Records for the task →
○ ○ ○ ○ ○ ○ ○

//! mingoose - High-performance, zero-allocation HTTP server for microservices
//!
//! A performance-oriented HTTP server with comprehensive configuration
//! for memory management, connection handling, and request pipelining.
//! Designed for microservices requiring fine-grained control over resources.
//!
//! # Protocol Support
//!
//! - **HTTP/1.1**: Full protocol with persistent connections and pipelined requests
//! - **HTTP/1.0**: Basic protocol support for legacy clients and simple requests
//!
//! # Features
//!
//! ## 🔒 Security & Protection
//! - **Built-in DoS/DDoS protection** - enabled by default, with no performance penalty.
//! - **Fully configurable limits and timeouts** for requests, responses, and connections.
//! - **Custom connection filtering** - implement the [`ConnectionFilter`] trait to
//!   reject unwanted connections at the TCP level.
//! - **Per-connection write throttling** - cap sustained bandwidth per connection.
//!
//! ## 🚀 Performance & Memory
//! - **Zero-allocation** - no memory allocations after server startup.
//! - **Pre-allocated memory for each connection** - linear and transparent scaling.
//! - **Request pipelining** - buffers are compacted rather than discarded, so
//!   back-to-back requests on one connection are never thrown away.
//!
//! ## 🌐 Protocol & Management
//! - **Bounded accept queue** - a fixed-capacity handoff between the acceptor
//!   and the worker pool applies backpressure instead of unbounded growth.
//! - **Graceful two-phase shutdown** - stop accepting, drain in-flight
//!   connections, then exit, all observable through [`ServerHandle`].
//! - **Storing data between requests** - ability to store data between requests in a
//!   single connection using the [`ConnectionData`] trait.
//! - **Lifecycle events** - implement [`EventSink`] to observe worker and
//!   request lifecycle without touching the hot path.
//!
//! ## 🏭 Production Ready
//! - **Graceful performance degradation** - automatic 503 responses when overloaded.
//! - **Custom error format** - structured JSON (with codes/descriptions) or a
//!   plain HTTP response, see [`ServerLimits::json_errors`](crate::limits::ServerLimits).
//! - **Resource protection** - automatic closure of connections exceeding set limits.
//!
//! # Quick Start
//!
//! ## 1. Installation
//!
//! Add `mingoose` and [`tokio`](https://crates.io/crates/tokio) to your `Cargo.toml`:
//!
//! ```toml
//! [dependencies]
//! mingoose = "0.1"
//! tokio = { version = "1", features = ["full"] }
//! ```
//!
//! ## 2. Usage example
//! ```no_run
//! use mingoose::{Server, Handler, Request, Response, Handled, StatusCode};
//! use tokio::net::TcpListener;
//!
//! struct MyHandler;
//!
//! impl Handler for MyHandler {
//!     async fn handle(&self, _: &mut (), _: &Request, resp: &mut Response) -> Handled {
//!         resp.status(StatusCode::Ok).body("Hello World!")
//!     }
//! }
//!
//! #[tokio::main]
//! async fn main() {
//!     Server::builder()
//!         .listener(TcpListener::bind("127.0.0.1:8080").await.unwrap())
//!         .handler(MyHandler)
//!         .build()
//!         .launch()
//!         .await;
//! }
//! ```
//!
//! # Use Cases
//!
//! - **High-throughput microservices** - configurable for specific workloads
//! - **Resource-constrained environments** - predictable memory usage
//! - **Internal APIs** - security-conscious defaults
//! - **Performance-critical applications** - zero-allocation design
//! - **Legacy system integration** - HTTP/1.0 compatibility
pub(crate) mod http {
    pub mod query;
    pub(crate) mod request;
    pub(crate) mod response;
    pub(crate) mod types;
}
pub(crate) mod server {
    pub(crate) mod accept_queue;
    pub(crate) mod connection;
    pub(crate) mod event;
    pub(crate) mod server_impl;
    pub(crate) mod shutdown;
}
pub(crate) mod errors;
pub mod limits;
pub mod settings;
pub mod utils;

pub use crate::{
    http::{
        query,
        request::Request,
        response::{
            write::{BodyWriter, WriteBuffer},
            Handled, Response,
        },
        types::{Method, StatusCode, Url, Version},
    },
    errors::{ConfigError, ServerError},
    server::{
        connection::{ConnectionData, ConnectionFilter},
        event::EventSink,
        server_impl::{Handler, Server, ServerBuilder, ServerHandle},
    },
    settings::Settings,
};

#[doc(hidden)]
pub fn run_test<F: FnOnce(&Request, &mut Response) -> Handled>(f: F) {
    f(
        &Request::new(&crate::limits::ReqLimits::default()),
        &mut Response::new(&crate::limits::RespLimits::default()),
    );
}

#[doc(hidden)]
#[macro_export]
macro_rules! impt_default_handler {
    ($name:ident) => {
        use mingoose::{Handled, Handler, Request, Response, StatusCode};
        struct $name;

        // `<()>` to check functionality
        impl Handler<()> for $name {
            async fn handle(&self, _: &mut (), _: &Request, resp: &mut Response) -> Handled {
                resp.status(StatusCode::Ok).body("Hello world!")
            }
        }
    };
}

#[doc(hidden)]
#[cfg(test)]
pub(crate) mod tools {
    use std::str::from_utf8;

    #[inline]
    pub(crate) fn str(value: Option<&[u8]>) -> Option<&str> {
        Some(from_utf8(value?).unwrap())
    }

    #[inline]
    pub(crate) fn str_op(value: &[u8]) -> &str {
        from_utf8(value).unwrap()
    }

    #[inline]
    pub(crate) fn str_2<'a>(value: (&'a [u8], &'a [u8])) -> (&'a str, &'a str) {
        (from_utf8(value.0).unwrap(), from_utf8(value.1).unwrap())
    }
}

○ ○ ○ ○ ○ ○ ○

What you will do →
In the records above, locate every line with the string "pipelining" and copy it.

Solution →
//! for memory management, connection handling, and request pipelining.
//! - **Request pipelining** - buffers are compacted rather than discarded, so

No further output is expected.